Low self-esteem, causing us to have a negative perception of ourselves and, creating a lack of confidence in our abilities and self-worth, will have a profound impact on all aspects of life, including in our work, and our overall well-being, but it particularly shows up in our relationships.
Causes of low self-esteem include:
Childhood experiences such as abuse, neglect, criticism, or unrealistic expectations
Traumatic events, such as a loss, injury, or relationship breakdown
Constant negative self-talk, such as criticising your own appearance, abilities, or worth
Mental health conditions such as depression, anxiety, or body dysmorphic disorder
Social and cultural factors, such as bullying, discrimination, or living in an environment where self-worth is tied to material or academic success
Low self-esteem can have a significant impact on relationships.
There are several ways in which low self-esteem can impact our lives, but in the therapy room I mostly see its impact on relationships: romantic relationships, family relationships, and friendships.
Low self-esteem causes us to believe we are not good enough and it affects how we form and maintain our relationships. It often leads to feelings of insecurity and a constant need for reassurance and validation from partners. And it creates a difficult cycle, where we are judged as being, or we feel, 'needy', which causes further feelings of fear of rejection and of not feeling good enough; and round and round it goes, creating, as it does, a significant level of anxiety.
Some of the ways in which low self-esteem and not feeling not good enough can show up include:
causes us to have overwhelming anxiety;
we might not be good at setting boundaries or asserting our needs in relationships;
the insecurity it brings can lead to feelings of jealousy and possessiveness, and
it can cause us to stay in unhealthy or abusive relationships.
The feelings of low self-worth and the anxiety that that brings with it can negatively impact relationships and make it challenging to form and maintain healthy, fulfilling connections with others.

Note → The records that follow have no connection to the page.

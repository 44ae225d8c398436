//! Parsed, read-only representation of a follow-up script.

use serde::{Deserialize, Serialize};

use super::validation::StructuralWarning;

/// Question key that gates the rest of the call.
pub const CONSENT_KEY: &str = "consent";

/// Organization metadata from the `meta` block.
#[derive(Debug, Clone, Default, PartialEq, Eq, Serialize)]
pub struct DialogueMeta {
    pub organization: String,
    pub service_name: String,
    pub site: String,
    pub version: String,
    pub description: String,
}

/// Greeting text. Scripts write `{placeholder}`; the loader stores the
/// handlebars form `{{placeholder}}`.
#[derive(Debug, Clone, Default, PartialEq, Eq, Serialize)]
pub struct GreetingTemplate {
    pub template: String,
    pub variables: Vec<String>,
}

/// How a question expects to be answered.
#[derive(Debug, Clone, Copy, PartialEq, Eq, Hash, Serialize, Deserialize, Default)]
pub enum QuestionKind {
    /// Open answer in the patient's own words.
    #[default]
    #[serde(rename = "free")]
    FreeText,

    /// Yes/no confirmation; a denial may have its own reply text.
    #[serde(rename = "confirm")]
    Confirm,

    /// Marks the start of a section; never asked.
    #[serde(rename = "section")]
    SectionMarker,
}

impl QuestionKind {
    /// Returns true if the patient is expected to answer this entry.
    pub fn is_answerable(&self) -> bool {
        !matches!(self, Self::SectionMarker)
    }
}

/// One scripted question.
#[derive(Debug, Clone, PartialEq, Eq, Serialize)]
pub struct Question {
    /// Stable identifier, unique within the definition.
    pub key: String,
    pub kind: QuestionKind,
    pub prompt: String,
    /// Reply used when a confirm question is declined.
    pub on_deny: Option<String>,
    /// Section label; `None` only for entries before the first section marker.
    pub section: Option<String>,
}

/// Immutable dialogue script shared by every session.
///
/// Constructed only through [`DialogueLoader`](super::DialogueLoader); wrap in
/// an `Arc` to share across sessions.
#[derive(Debug, Clone, PartialEq, Eq, Serialize)]
pub struct DialogueDefinition {
    pub(super) meta: DialogueMeta,
    pub(super) greeting: GreetingTemplate,
    pub(super) sections: Vec<String>,
    pub(super) questions: Vec<Question>,
    pub(super) wrapup_message: String,
    pub(super) emergency_disclaimer: String,
    pub(super) warning_signs: Vec<String>,
    pub(super) warnings: Vec<StructuralWarning>,
}

impl DialogueDefinition {
    pub fn meta(&self) -> &DialogueMeta {
        &self.meta
    }

    pub fn greeting(&self) -> &GreetingTemplate {
        &self.greeting
    }

    /// Section names in document order.
    pub fn sections(&self) -> &[String] {
        &self.sections
    }

    /// All questions in document order.
    pub fn questions(&self) -> &[Question] {
        &self.questions
    }

    /// Looks up a question by key.
    pub fn question(&self, key: &str) -> Option<&Question> {
        self.questions.iter().find(|q| q.key == key)
    }

    pub fn consent_question(&self) -> Option<&Question> {
        self.question(CONSENT_KEY)
    }

    /// Answerable questions belonging to the named section.
    pub fn questions_in_section(&self, section: &str) -> Vec<&Question> {
        self.questions
            .iter()
            .filter(|q| q.kind.is_answerable() && q.section.as_deref() == Some(section))
            .collect()
    }

    pub fn wrapup_message(&self) -> &str {
        &self.wrapup_message
    }

    pub fn emergency_disclaimer(&self) -> &str {
        &self.emergency_disclaimer
    }

    /// Stroke warning signs listed on emergency exit.
    pub fn warning_signs(&self) -> &[String] {
        &self.warning_signs
    }

    /// Non-fatal findings from load time.
    pub fn structural_warnings(&self) -> &[StructuralWarning] {
        &self.warnings
    }

    /// Structural warnings rendered as text, for reports and summaries.
    pub fn validation_issues(&self) -> Vec<String> {
        self.warnings.iter().map(ToString::to_string).collect()
    }
}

Feelings of low self-worth form part of our belief system about ourselves, so they won't just pass off. It might be predictable for me to say this, but therapy can be a powerful tool in addressing and overcoming low self-esteem.
Low self-esteem can be a complex issue with multiple contributing factors and so my work involves helping clients to identify the root causes of their low self-esteem, exploring how it shows up in their everyday lives, and then doing the work to heal and build their self-esteem, to ease the feelings of not being good enough and, importantly, to ease the anxiety that it has caused them to feel.
Here are some ways therapy can help:
1. Identifying root causes: Therapy can help individuals understand the root causes of their low self-esteem. This can include past experiences, traumatic events, or negative self-talk.
2. Challenging negative thoughts: Help individuals identify and challenge negative thoughts and beliefs about themselves. They can also teach coping mechanisms and positive self-talk techniques.
3. Improving self-awareness: Increase self-awareness and help individuals understand their own thoughts, feelings, and behaviours. This can lead to greater insight and self-reflection.
4. Building self-confidence: Therapy can help individuals build self-confidence through goal-setting, visualisation, and other techniques. It can also help individuals identify their strengths and focus on their positive qualities.
5. Improving relationships: Low self-esteem can impact relationships and therapy can help individuals build healthy relationships by teaching them effective communication skills and conflict resolution strategies.
For me, the most important of those is awareness. When we gain insight and awareness, we can choose to step away from the beliefs we held about ourselves, which can allow us to change how we feel about ourselves, and from here we can begin to feel happier in ourselves, to feel we are good enough, and to finally begin to enjoy the good and healthy relationships we want and deserve.